Collection entries
-- Opening Marker --

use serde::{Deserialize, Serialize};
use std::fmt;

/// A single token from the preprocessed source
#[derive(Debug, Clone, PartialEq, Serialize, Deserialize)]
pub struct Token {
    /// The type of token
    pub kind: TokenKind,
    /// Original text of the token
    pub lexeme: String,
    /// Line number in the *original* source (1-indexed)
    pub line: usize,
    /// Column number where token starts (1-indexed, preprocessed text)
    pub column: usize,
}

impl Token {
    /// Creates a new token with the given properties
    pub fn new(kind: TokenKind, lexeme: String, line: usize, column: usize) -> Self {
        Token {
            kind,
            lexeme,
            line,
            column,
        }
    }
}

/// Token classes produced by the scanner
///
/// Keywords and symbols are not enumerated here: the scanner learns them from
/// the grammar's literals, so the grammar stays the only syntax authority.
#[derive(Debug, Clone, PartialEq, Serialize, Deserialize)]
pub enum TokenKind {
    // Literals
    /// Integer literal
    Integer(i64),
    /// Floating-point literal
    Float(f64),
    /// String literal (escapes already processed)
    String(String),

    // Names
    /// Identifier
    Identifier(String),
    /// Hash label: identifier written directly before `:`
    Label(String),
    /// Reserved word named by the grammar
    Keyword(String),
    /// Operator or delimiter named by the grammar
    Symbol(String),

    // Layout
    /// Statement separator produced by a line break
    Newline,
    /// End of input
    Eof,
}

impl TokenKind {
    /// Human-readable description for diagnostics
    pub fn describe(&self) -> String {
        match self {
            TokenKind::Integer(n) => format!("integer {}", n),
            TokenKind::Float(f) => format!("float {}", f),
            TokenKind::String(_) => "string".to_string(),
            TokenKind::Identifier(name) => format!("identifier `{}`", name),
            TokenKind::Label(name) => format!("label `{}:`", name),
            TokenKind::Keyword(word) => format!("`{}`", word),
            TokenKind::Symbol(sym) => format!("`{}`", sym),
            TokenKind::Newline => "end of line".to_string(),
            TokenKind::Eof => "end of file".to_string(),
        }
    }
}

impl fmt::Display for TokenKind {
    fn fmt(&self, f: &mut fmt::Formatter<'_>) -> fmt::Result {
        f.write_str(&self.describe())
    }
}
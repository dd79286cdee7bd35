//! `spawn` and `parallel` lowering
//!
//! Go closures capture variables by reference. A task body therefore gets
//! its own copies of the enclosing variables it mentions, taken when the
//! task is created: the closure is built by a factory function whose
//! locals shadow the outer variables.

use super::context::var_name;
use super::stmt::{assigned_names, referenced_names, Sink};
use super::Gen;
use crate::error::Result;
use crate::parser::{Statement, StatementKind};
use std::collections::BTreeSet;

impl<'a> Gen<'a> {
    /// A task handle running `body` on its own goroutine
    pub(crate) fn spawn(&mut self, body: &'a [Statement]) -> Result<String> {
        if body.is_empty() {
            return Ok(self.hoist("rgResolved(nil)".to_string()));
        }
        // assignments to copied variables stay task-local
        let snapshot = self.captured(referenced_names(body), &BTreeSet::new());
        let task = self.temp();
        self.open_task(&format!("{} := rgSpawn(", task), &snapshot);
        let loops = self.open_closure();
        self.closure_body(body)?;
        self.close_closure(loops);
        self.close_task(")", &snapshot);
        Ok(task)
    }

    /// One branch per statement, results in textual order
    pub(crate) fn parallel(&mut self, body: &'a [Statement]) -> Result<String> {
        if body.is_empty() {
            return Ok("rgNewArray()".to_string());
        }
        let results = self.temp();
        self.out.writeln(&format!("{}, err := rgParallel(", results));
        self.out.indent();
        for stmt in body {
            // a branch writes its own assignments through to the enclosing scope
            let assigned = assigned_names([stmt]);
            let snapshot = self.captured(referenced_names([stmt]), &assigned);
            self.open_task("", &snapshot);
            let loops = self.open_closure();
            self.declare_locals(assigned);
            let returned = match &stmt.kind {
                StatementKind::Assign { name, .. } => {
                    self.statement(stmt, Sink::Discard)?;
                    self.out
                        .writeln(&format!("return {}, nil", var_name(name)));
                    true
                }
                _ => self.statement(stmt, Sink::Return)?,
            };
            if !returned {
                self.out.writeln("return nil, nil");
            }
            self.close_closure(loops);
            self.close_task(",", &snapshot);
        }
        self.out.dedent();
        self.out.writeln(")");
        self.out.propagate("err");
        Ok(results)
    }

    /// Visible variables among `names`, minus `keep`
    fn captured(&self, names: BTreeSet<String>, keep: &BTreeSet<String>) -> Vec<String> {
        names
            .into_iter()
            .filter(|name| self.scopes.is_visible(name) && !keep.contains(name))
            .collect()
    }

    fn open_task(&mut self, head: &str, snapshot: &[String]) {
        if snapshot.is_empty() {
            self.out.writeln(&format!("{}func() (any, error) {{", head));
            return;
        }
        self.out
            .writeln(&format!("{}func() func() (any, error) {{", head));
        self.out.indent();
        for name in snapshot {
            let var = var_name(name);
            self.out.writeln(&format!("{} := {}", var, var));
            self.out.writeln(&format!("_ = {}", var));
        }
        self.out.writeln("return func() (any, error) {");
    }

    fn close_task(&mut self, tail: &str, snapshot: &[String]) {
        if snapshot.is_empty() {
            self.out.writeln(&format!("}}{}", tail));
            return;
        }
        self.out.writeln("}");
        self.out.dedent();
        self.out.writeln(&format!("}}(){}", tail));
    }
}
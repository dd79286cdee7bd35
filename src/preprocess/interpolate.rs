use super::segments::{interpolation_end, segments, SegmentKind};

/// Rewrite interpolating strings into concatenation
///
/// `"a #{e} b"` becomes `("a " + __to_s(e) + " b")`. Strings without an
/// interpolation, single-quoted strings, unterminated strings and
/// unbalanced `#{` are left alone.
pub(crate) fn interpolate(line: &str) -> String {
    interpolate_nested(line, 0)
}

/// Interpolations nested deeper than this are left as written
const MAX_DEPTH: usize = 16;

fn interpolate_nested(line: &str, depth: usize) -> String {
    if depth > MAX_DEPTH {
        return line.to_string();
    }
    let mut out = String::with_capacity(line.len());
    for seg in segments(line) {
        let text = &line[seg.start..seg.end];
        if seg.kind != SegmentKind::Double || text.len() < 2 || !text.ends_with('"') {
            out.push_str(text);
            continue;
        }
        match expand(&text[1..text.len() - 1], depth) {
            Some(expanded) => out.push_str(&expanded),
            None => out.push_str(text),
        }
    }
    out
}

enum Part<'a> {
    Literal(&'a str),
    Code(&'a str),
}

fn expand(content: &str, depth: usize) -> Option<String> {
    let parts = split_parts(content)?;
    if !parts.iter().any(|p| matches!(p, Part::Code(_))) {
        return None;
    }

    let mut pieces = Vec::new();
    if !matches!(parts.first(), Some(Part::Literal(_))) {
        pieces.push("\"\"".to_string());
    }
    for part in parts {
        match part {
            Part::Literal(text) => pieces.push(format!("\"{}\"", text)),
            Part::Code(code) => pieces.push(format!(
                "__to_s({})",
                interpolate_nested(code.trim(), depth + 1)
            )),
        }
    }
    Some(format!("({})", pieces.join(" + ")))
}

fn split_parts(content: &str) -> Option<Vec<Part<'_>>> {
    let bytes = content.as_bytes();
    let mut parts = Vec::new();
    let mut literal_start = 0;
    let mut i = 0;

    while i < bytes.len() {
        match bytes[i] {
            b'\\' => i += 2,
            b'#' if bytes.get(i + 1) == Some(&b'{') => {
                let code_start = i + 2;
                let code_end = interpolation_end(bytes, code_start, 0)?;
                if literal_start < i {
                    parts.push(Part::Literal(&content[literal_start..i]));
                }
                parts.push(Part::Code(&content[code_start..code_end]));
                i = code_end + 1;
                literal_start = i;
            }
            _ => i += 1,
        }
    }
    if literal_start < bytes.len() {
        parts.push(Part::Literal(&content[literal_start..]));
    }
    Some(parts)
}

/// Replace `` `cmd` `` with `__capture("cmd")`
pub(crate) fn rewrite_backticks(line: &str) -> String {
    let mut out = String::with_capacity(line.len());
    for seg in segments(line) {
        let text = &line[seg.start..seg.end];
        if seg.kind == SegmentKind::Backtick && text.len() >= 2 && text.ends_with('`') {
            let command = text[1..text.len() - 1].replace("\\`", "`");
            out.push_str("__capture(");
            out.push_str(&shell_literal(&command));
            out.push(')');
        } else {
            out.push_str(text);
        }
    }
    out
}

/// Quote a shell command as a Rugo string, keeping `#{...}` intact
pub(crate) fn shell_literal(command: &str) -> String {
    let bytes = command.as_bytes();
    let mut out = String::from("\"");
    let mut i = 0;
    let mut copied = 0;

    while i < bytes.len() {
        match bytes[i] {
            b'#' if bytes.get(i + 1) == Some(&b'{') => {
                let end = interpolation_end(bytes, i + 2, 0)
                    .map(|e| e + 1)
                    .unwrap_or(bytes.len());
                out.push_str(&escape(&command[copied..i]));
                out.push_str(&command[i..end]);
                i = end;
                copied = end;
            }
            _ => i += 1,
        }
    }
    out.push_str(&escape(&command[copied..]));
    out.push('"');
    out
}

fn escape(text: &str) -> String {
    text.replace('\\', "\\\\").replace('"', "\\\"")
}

-- Closing Marker --
-- Opening Marker --

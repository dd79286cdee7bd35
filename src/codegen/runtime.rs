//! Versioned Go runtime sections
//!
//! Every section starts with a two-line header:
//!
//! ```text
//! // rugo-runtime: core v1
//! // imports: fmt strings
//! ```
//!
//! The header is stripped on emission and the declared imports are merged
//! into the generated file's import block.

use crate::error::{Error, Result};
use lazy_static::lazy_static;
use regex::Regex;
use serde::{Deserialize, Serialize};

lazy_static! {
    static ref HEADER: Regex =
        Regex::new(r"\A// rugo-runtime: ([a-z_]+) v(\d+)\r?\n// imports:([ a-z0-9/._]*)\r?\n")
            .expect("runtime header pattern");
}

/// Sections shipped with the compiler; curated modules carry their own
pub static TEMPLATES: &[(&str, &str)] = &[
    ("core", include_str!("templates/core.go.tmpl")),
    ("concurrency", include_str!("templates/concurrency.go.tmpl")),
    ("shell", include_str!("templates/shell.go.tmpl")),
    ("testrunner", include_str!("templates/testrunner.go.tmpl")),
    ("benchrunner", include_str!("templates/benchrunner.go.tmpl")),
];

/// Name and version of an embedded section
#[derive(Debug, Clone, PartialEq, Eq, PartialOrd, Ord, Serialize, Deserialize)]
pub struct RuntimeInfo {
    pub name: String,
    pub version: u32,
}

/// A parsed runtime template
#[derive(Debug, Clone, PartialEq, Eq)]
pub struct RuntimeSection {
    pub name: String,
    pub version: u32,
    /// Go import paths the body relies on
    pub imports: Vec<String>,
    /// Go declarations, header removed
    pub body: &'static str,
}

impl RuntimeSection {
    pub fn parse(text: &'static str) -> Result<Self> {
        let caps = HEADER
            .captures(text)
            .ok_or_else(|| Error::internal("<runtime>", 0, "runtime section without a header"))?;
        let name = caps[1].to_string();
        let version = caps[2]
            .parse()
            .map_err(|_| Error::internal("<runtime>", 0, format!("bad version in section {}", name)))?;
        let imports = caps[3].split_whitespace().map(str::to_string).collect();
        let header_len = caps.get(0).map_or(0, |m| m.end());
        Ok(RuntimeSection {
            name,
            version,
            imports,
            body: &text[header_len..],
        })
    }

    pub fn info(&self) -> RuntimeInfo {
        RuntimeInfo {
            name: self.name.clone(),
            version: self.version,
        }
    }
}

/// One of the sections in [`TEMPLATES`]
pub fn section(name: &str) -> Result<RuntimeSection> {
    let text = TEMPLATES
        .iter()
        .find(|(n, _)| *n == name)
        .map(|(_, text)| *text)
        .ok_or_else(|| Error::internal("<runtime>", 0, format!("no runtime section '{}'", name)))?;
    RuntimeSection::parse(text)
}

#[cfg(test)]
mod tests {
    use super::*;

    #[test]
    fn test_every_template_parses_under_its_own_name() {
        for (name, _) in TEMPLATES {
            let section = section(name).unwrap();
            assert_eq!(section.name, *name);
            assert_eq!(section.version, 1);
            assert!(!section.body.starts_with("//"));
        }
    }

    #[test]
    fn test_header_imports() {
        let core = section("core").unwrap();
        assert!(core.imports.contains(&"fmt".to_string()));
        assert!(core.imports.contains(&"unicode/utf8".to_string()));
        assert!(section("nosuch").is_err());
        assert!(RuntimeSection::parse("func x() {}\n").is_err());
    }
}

-- Closing Marker --
-- Opening Marker --

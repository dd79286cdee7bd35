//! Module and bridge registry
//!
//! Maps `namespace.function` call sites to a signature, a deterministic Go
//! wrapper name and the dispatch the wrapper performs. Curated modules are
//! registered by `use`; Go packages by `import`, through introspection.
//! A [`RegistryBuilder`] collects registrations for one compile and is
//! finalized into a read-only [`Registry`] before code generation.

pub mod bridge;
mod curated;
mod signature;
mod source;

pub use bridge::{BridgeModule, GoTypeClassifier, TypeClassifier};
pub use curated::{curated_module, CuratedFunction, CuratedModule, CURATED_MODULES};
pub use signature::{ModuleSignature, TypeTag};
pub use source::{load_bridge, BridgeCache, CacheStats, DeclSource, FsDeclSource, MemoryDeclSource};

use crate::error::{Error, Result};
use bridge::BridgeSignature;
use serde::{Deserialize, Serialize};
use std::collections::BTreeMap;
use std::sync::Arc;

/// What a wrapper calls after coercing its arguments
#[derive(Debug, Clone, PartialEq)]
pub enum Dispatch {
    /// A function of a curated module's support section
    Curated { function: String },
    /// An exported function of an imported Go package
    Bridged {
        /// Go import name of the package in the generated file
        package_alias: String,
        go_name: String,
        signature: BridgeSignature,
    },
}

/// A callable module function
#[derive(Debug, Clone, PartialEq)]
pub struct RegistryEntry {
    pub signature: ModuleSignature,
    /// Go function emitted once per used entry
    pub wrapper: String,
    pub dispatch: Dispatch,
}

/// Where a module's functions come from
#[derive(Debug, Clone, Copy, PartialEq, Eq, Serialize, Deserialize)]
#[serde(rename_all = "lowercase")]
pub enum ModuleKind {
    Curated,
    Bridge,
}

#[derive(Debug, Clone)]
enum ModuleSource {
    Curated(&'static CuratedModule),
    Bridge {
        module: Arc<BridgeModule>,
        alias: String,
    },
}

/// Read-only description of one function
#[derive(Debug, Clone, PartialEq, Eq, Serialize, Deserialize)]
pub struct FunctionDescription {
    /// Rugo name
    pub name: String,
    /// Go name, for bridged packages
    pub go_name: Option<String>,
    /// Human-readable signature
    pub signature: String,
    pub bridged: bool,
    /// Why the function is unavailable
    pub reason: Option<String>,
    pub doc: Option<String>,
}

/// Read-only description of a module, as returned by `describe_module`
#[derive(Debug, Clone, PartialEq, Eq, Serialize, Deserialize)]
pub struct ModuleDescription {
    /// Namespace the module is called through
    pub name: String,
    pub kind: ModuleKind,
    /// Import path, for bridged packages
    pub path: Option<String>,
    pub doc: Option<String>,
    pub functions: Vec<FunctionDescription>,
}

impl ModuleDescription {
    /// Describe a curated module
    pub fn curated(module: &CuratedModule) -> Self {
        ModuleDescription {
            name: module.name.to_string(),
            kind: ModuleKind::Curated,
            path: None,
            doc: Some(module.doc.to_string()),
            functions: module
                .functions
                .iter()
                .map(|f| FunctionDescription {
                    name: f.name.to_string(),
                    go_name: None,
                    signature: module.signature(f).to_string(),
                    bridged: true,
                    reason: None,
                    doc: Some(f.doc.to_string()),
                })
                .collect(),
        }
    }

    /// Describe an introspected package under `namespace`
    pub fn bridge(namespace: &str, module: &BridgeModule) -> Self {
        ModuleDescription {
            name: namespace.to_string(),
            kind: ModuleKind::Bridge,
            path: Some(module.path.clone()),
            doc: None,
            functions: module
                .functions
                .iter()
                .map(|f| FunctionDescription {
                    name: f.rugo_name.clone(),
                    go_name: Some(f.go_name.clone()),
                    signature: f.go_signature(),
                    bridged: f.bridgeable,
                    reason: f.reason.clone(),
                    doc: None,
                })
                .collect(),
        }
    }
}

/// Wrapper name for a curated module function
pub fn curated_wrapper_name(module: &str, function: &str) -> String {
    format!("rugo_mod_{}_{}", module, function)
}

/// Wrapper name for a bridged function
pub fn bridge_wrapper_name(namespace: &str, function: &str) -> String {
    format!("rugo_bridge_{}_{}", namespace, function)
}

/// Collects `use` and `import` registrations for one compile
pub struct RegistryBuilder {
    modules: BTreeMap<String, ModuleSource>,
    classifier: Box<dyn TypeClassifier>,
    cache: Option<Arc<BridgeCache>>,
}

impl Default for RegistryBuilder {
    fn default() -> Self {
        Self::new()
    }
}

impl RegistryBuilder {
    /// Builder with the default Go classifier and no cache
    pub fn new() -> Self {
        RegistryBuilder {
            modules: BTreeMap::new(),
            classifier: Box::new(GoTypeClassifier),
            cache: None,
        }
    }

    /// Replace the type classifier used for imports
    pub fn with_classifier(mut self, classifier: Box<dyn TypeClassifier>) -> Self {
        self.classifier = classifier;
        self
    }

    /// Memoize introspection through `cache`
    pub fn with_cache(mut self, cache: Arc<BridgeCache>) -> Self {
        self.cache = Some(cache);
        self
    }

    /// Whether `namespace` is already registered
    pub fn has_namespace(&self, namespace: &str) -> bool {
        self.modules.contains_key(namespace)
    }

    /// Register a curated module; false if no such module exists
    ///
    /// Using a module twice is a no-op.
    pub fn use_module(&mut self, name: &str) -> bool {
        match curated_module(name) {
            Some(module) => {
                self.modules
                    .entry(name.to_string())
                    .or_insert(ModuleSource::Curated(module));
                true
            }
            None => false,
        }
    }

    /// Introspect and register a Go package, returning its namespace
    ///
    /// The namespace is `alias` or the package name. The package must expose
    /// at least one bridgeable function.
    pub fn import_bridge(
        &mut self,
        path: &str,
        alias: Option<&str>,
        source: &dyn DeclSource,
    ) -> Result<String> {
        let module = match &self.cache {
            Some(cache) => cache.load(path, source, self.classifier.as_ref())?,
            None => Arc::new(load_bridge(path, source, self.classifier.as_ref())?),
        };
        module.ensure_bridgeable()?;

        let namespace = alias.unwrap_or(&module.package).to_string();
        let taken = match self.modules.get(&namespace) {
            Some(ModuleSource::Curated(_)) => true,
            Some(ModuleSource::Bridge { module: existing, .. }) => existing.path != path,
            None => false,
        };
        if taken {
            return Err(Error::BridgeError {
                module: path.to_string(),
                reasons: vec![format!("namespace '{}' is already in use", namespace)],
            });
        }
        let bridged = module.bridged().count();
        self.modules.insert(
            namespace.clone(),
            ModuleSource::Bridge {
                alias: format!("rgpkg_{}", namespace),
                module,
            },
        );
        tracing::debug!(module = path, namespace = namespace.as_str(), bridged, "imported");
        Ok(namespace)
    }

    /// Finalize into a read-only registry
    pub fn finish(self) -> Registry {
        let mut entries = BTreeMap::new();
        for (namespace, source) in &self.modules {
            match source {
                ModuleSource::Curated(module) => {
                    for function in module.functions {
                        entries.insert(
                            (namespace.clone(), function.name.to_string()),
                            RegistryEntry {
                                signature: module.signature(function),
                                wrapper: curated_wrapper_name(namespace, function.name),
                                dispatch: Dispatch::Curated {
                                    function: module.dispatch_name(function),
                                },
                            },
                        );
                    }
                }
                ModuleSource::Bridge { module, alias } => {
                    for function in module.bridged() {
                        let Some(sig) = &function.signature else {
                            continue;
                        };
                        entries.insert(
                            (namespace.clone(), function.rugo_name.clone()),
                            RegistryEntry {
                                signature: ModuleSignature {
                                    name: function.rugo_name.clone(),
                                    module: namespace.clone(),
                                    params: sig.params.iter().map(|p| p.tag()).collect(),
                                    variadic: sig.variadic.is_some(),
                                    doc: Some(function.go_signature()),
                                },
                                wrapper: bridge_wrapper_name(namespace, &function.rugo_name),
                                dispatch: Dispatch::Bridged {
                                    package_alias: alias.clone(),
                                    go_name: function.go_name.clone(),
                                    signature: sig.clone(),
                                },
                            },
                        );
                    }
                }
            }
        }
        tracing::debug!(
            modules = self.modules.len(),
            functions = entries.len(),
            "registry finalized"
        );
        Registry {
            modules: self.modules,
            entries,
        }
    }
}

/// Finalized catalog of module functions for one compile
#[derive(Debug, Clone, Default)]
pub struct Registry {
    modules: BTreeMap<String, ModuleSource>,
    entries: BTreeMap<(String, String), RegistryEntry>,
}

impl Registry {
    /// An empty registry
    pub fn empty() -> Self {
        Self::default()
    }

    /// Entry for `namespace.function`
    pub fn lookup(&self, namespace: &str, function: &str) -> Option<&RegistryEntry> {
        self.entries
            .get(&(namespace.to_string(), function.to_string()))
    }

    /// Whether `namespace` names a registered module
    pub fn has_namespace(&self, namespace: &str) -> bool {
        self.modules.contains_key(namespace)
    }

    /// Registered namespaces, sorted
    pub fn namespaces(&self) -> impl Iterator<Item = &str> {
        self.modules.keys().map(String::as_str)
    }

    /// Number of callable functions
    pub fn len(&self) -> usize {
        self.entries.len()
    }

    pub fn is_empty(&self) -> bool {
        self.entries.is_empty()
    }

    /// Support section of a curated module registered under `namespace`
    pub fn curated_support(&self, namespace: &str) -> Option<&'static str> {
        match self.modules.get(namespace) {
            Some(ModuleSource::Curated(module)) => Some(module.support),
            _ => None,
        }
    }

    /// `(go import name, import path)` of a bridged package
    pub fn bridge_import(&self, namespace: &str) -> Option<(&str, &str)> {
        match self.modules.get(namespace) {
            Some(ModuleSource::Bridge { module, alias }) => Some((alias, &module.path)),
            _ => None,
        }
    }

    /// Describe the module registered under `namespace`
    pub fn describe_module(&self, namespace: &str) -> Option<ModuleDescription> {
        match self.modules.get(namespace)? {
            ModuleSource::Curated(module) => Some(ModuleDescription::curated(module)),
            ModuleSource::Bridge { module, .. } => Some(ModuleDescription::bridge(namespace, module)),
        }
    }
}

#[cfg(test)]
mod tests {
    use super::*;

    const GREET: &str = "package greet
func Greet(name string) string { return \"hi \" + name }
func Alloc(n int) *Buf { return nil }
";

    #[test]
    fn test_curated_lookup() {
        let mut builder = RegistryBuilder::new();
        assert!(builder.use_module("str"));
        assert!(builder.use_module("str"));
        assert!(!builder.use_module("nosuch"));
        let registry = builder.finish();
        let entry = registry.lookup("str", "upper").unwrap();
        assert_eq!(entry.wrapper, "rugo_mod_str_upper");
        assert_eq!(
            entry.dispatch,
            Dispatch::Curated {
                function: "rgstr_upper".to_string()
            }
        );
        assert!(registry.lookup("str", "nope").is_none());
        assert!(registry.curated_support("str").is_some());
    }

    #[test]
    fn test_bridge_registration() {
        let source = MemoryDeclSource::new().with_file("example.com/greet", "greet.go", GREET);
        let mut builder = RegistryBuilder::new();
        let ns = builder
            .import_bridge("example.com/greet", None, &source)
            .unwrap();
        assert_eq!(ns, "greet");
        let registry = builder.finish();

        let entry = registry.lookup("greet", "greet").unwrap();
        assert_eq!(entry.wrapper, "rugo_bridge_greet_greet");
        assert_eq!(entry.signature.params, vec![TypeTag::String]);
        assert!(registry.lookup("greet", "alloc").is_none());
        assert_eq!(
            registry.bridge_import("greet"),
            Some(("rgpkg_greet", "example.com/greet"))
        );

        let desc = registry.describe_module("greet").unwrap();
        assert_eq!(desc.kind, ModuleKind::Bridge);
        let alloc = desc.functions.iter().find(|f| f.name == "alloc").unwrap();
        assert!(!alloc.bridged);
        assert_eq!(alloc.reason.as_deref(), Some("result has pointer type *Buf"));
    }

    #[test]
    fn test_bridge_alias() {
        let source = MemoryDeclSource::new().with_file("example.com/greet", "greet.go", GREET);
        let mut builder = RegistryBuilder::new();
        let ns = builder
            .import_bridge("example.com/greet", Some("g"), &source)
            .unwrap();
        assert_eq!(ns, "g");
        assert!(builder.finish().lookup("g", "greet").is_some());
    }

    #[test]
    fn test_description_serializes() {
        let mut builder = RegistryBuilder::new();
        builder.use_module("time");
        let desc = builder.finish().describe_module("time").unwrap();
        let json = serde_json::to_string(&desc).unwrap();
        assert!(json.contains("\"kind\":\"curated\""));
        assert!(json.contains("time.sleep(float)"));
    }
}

-- Closing Marker --

What you need to do> Copy every line from the records above that contains the word "callable".

Answer box>
/// A callable module function
    /// Number of callable functions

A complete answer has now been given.